MiniMax M3: Master 1M-Token Long Context With MSA
Summary
MiniMax M3 hands-on: MSA sparse attention plus real 1M-token long context, with runnable Python.
MiniMax M3: Master 1M-Token Long Context With MSA
On June 1, 2026 MiniMax shipped M3, and over the following ten days the part developers actually care about landed: the technical report and the open weights. M3 is the first open-weight model to combine frontier coding, native multimodal input, and a genuine 1-million-token context window in a single checkpoint. The thing making it spike across r/LocalLLaMA, Hacker News, and dev Twitter right now is not another benchmark bar chart. It is MSA, MiniMax Sparse Attention, the architecture that makes that 1M window cheap enough to use in production.
Most models that advertise a million-token window are bluffing. They are text-only at that length, or quality falls off a cliff past 256K, or the bill is so large you would never send a real million tokens. MSA attacks that head-on: at 1M context, M3's per-token compute is about 1/20th of the previous generation, with roughly 9.7x faster prefill and 15.6x faster decoding versus MiniMax M2. That is the difference between long context as a spec-sheet number and long context as something you ship.
This guide teaches you to actually use it.

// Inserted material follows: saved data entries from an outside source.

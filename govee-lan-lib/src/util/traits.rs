use std::io;
use std::net::Ipv4Addr;
use std::time::Duration;

use async_trait::async_trait;

use crate::util::discovery::RawDatagram;

/// One request/response exchange with a device.
///
/// Implementations open whatever socket they need per call, so a failed
/// exchange never poisons the next attempt. The production implementation is
/// [`crate::util::udp::UdpTransport`]; tests substitute scripted fakes.
#[async_trait]
pub trait DatagramTransport: Send + Sync {
    /// Sends `payload` to `host:port`.
    ///
    /// When `expect_reply` is set, waits up to `timeout` for exactly one
    /// inbound datagram and returns its bytes. A missing reply is reported as
    /// an [`io::ErrorKind::TimedOut`] error.
    async fn exchange(
        &self,
        host: &str,
        port: u16,
        payload: &[u8],
        expect_reply: bool,
        timeout: Duration,
    ) -> io::Result<Option<Vec<u8>>>;
}

/// Scans a single local interface for devices.
///
/// The production implementation is
/// [`crate::util::discovery::MulticastProbe`].
#[async_trait]
pub trait InterfaceProbe: Send + Sync {
    /// Sends the scan probe out of `local_ip` and collects every reply that
    /// arrives before `timeout` elapses.
    async fn probe(&self, local_ip: Ipv4Addr, timeout: Duration) -> anyhow::Result<Vec<RawDatagram>>;
}
pub mod discovery;
pub mod envelope;
pub mod packet_monitor;
pub mod traits;
pub mod udp;
use std::collections::VecDeque;
use std::sync::{Mutex, MutexGuard};

use chrono::{DateTime, Local};
use serde::Serialize;
use serde_json::Value;

/// Number of packets kept by [`PacketMonitor::default`].
pub const DEFAULT_MAX_PACKETS: usize = 100;

/// One outgoing datagram as seen by the diagnostics log.
#[derive(Debug, Clone, PartialEq, Serialize)]
pub struct PacketLogEntry {
    pub timestamp: DateTime<Local>,
    pub protocol: &'static str,
    pub destination_ip: String,
    pub destination_port: u16,
    pub payload_json: Value,
    pub payload_size: usize,
    pub payload_hex: String,
    /// Lossy UTF-8 rendering of the payload.
    pub payload_text: String,
}

impl PacketLogEntry {
    pub fn new(destination_ip: &str, destination_port: u16, payload: Value, bytes: &[u8]) -> Self {
        PacketLogEntry {
            timestamp: Local::now(),
            protocol: "UDP",
            destination_ip: destination_ip.to_string(),
            destination_port,
            payload_json: payload,
            payload_size: bytes.len(),
            payload_hex: hex::encode(bytes),
            payload_text: String::from_utf8_lossy(bytes).into_owned(),
        }
    }
}

/// Fixed-capacity ring buffer of outgoing packets.
///
/// Shared between every sender through an `Arc`; appends from concurrent
/// senders are serialized by an internal lock.
#[derive(Debug)]
pub struct PacketMonitor {
    packets: Mutex<VecDeque<PacketLogEntry>>,
    max_packets: usize,
}

impl Default for PacketMonitor {
    fn default() -> Self {
        Self::new(DEFAULT_MAX_PACKETS)
    }
}

impl PacketMonitor {
    pub fn new(max_packets: usize) -> Self {
        PacketMonitor {
            packets: Mutex::new(VecDeque::with_capacity(max_packets)),
            max_packets,
        }
    }

    // A panic while holding the lock cannot leave the deque half-updated,
    // so a poisoned lock is still safe to use.
    fn lock(&self) -> MutexGuard<'_, VecDeque<PacketLogEntry>> {
        self.packets.lock().unwrap_or_else(|e| e.into_inner())
    }

    /// Appends an entry, evicting the oldest ones once over capacity.
    pub fn record(&self, entry: PacketLogEntry) {
        let mut packets = self.lock();
        packets.push_back(entry);
        while packets.len() > self.max_packets {
            packets.pop_front();
        }
    }

    /// All retained entries, newest first.
    pub fn list(&self) -> Vec<PacketLogEntry> {
        self.lock().iter().rev().cloned().collect()
    }

    pub fn clear(&self) {
        self.lock().clear();
    }

    pub fn len(&self) -> usize {
        self.lock().len()
    }

    pub fn is_empty(&self) -> bool {
        self.lock().is_empty()
    }

    pub fn capacity(&self) -> usize {
        self.max_packets
    }
}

You will make your first M3 API call, understand what MSA is doing under the hood, toggle its thinking mode, pack an entire codebase or long document into one request without blowing your token budget, and run a real whole-repository question-answering example. Everything is concrete, the code is API-accurate against the official MiniMax docs, and you will see real example output.
Prerequisites
- Python 3.9+ and
pip. - The OpenAI SDK:
pip install openai(M3's API is OpenAI-compatible at the chat-completions level, so you reuse the same client). - A MiniMax API key from
platform.minimax.io, or an OpenRouter key if you prefer one bill across providers. - Basic comfort with chat-completions style messages (system / user / assistant roles).
- Optional: a folder of source files or a long document to test real 1M-token context.
Set your key as an environment variable so it never lands in source control:
export MINIMAX_API_KEY="your_key_here"
# or, if you go through OpenRouter:
export OPENROUTER_API_KEY="your_key_here"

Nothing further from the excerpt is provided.